--- Records provided ---

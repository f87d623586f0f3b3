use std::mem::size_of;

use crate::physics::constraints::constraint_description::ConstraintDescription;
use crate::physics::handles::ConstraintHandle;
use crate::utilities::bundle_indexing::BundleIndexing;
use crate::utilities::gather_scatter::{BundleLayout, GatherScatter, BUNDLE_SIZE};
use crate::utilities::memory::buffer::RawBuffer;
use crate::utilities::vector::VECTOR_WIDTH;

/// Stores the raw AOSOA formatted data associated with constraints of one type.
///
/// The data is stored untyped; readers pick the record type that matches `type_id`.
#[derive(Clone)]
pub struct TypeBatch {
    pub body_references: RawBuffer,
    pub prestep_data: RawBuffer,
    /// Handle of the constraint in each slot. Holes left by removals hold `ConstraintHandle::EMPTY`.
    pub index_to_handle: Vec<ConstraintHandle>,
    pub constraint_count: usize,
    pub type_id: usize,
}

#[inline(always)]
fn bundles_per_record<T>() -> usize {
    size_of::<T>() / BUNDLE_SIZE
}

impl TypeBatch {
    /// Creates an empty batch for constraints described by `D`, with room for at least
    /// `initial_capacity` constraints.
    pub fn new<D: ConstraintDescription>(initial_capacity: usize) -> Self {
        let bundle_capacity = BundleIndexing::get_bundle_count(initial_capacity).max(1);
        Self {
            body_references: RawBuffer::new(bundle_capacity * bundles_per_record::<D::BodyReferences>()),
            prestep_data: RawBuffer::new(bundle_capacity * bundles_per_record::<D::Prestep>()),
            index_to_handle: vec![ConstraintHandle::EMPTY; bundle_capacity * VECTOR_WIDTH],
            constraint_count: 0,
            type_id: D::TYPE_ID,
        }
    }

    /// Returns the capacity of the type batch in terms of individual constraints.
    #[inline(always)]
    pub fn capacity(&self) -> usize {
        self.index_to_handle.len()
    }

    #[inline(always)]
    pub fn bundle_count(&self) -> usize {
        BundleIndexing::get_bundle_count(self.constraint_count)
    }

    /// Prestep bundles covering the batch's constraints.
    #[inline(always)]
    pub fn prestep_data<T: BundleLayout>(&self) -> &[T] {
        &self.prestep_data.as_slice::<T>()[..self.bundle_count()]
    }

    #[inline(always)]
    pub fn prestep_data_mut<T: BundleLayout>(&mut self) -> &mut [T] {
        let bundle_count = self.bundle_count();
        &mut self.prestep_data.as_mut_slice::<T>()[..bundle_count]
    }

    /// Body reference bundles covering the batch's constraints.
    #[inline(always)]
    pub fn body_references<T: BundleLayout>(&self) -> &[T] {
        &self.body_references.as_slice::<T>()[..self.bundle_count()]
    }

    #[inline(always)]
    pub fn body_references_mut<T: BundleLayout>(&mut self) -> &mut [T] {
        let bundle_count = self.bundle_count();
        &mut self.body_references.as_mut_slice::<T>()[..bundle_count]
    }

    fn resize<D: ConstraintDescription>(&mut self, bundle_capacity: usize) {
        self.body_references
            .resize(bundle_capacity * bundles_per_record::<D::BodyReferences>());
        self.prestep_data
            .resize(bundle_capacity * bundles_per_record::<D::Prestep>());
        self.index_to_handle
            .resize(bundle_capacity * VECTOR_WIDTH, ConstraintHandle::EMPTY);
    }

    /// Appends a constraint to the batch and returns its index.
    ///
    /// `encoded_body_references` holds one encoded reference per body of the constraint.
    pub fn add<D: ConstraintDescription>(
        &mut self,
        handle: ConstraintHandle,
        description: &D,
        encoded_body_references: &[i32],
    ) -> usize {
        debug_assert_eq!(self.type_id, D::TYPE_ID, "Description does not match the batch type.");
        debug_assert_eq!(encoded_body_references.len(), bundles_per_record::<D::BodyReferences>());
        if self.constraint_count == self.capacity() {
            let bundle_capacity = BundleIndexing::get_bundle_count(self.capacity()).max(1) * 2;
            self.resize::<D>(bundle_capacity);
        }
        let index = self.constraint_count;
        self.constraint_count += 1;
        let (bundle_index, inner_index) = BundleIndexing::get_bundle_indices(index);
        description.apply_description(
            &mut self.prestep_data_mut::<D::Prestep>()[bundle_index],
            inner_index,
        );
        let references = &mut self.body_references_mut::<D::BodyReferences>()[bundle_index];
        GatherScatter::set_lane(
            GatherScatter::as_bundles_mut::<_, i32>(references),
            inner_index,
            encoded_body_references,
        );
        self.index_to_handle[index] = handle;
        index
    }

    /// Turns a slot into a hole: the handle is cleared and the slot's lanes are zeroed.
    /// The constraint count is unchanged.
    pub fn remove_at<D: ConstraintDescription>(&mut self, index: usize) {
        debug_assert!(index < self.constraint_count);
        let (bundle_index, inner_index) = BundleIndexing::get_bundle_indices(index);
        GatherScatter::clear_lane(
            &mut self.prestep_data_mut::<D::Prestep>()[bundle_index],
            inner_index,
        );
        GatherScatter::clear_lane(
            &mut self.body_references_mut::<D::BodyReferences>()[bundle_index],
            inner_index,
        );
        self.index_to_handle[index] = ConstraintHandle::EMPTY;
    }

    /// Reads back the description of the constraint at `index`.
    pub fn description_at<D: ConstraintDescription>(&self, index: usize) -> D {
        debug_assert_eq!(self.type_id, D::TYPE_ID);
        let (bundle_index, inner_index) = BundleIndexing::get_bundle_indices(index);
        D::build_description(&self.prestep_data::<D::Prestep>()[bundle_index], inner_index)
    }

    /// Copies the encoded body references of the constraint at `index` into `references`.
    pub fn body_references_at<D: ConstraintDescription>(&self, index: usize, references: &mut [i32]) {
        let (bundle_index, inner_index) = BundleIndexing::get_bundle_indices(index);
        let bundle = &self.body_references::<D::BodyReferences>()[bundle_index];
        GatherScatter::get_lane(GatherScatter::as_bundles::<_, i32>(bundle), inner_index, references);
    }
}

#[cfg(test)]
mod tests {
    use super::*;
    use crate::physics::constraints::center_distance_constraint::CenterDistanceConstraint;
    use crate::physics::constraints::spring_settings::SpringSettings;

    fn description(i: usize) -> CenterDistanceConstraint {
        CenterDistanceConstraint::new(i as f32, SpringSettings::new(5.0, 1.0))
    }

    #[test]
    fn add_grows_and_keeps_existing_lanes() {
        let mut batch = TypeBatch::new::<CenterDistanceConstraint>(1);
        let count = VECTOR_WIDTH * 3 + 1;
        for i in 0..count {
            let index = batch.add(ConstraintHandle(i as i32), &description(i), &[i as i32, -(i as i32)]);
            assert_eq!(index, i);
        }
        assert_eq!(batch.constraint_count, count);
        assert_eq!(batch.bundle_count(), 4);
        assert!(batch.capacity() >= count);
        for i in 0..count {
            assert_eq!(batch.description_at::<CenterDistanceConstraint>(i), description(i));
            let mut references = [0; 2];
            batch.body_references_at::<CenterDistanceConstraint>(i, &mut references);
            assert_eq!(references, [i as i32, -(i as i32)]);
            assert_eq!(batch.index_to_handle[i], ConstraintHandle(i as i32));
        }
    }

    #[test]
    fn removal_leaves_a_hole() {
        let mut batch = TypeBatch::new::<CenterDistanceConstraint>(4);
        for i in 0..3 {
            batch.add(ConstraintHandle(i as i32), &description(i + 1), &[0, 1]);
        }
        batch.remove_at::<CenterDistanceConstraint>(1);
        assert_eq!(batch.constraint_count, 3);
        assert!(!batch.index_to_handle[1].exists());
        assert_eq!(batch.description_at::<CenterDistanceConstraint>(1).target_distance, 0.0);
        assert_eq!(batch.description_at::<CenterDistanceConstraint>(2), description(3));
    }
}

---

§ **Required work**: Only lines that hold the string "with" belong in the answer, so copy every one of them from the records.

§ **Response to the task**:
/// Stores the raw AOSOA formatted data associated with constraints of one type.
    /// Creates an empty batch for constraints described by `D`, with room for at least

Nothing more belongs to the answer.